Griggs honed his success as a direct seller by adapting his pitch to each customer. Griggs profiled four basic shopper types in his presentation: Drivers (dominant, direct, decisive); Influencers (fun, imaginative, enthusiastic); Steady (stable, supportive); and Conscientious (compliant, careful). Each exhibits telltale signs as they shop: The Driver, for instance, enters the store with a purpose and asks direct questions. The Influencer is always smiling, appearing very interested. The Steady is quiet, casual and patient, while the Conscientious is more formal and seeks details. And each requires a specific selling approach.

Make eye contact with Drivers, point out best sellers and make them feel important. Smile at Influencers, compliment them and keep them focused. Greet the Steady warmly with full attention and emphasize value and service. Give space to the Conscientious, offer comparisons and supply them with literature.

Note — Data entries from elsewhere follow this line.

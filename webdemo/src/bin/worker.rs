use gloo_worker::Registrable;
use webdemo::ModelReactor;

fn main() {
    console_error_panic_hook::set_once();
    ModelReactor::registrar().register();
}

Of course, if you aren’t sure, at first, where your customer falls on Griggs’ psychographic scale, you can always try using his catchall send-off: “We are so happy to see you today. It was a joy having you. You are important to our business. All of your warranty information and details are in the bag. Please don’t hesitate to contact us for service. We value our loyal customers.”

You don’t need a psychology degree to be a persuasive direct seller. Connecting with and adapting to your customers will take some practice and plenty of commitment. But when you know what to look for, they’ll show you everything you’ll need to keep them coming back to Main Street… or wherever your store may be.